SOURCE MATERIAL:
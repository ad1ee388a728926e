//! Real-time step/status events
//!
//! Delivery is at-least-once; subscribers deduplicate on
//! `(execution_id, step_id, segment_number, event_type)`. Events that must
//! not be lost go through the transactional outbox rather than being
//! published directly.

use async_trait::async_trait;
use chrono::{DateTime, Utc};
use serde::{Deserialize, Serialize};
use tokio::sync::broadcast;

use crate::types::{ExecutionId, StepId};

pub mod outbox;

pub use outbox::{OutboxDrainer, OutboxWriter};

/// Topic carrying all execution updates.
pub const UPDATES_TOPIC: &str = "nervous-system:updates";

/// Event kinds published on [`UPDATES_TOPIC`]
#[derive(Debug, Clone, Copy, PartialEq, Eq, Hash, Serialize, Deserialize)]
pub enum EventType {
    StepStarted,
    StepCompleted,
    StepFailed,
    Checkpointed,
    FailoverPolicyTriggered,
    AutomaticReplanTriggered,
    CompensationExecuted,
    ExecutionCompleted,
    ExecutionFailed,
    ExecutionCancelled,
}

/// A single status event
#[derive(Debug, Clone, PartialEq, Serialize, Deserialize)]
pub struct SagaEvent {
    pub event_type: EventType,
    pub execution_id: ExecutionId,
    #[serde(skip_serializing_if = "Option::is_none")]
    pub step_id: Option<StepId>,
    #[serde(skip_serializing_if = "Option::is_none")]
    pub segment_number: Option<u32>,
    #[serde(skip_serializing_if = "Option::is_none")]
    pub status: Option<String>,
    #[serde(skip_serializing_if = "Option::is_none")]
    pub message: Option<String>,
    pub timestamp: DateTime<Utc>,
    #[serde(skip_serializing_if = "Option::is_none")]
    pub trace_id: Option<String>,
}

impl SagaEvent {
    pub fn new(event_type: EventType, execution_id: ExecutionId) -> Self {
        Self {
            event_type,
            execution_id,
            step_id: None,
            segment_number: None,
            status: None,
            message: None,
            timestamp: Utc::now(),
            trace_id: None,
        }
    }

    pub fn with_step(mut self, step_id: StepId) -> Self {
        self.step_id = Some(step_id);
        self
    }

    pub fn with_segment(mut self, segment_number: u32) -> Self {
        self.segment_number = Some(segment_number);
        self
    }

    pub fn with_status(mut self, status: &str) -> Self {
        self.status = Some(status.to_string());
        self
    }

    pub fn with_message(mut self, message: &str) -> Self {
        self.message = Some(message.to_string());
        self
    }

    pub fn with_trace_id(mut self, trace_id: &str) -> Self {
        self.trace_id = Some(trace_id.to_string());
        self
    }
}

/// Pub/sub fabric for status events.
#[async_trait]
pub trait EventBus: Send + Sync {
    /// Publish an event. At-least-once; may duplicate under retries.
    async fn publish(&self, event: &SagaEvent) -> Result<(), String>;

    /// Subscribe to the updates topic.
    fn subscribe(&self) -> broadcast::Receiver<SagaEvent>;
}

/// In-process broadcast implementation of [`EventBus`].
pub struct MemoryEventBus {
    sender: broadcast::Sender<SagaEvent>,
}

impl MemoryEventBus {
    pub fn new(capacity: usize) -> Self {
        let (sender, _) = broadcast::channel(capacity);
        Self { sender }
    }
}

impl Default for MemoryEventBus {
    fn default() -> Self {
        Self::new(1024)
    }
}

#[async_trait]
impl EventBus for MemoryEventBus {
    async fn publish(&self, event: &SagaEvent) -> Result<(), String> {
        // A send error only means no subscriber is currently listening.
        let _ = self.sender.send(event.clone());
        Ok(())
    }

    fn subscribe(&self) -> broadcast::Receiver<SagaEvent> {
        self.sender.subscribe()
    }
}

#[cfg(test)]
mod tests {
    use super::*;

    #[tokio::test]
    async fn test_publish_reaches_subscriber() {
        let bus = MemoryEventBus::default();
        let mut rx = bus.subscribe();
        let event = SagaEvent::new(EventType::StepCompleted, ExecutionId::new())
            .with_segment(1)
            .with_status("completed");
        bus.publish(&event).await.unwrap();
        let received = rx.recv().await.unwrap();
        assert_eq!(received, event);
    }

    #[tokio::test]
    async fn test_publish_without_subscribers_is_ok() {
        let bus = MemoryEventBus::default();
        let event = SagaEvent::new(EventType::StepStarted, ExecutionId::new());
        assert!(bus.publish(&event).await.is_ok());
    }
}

DESCRIPTION OF THE TASK:
Only the lines that contain the string "await" should be copied from the entries above.

RESULT FOR THIS EXERCISE:
        bus.publish(&event).await.unwrap();
        let received = rx.recv().await.unwrap();
        assert!(bus.publish(&event).await.is_ok());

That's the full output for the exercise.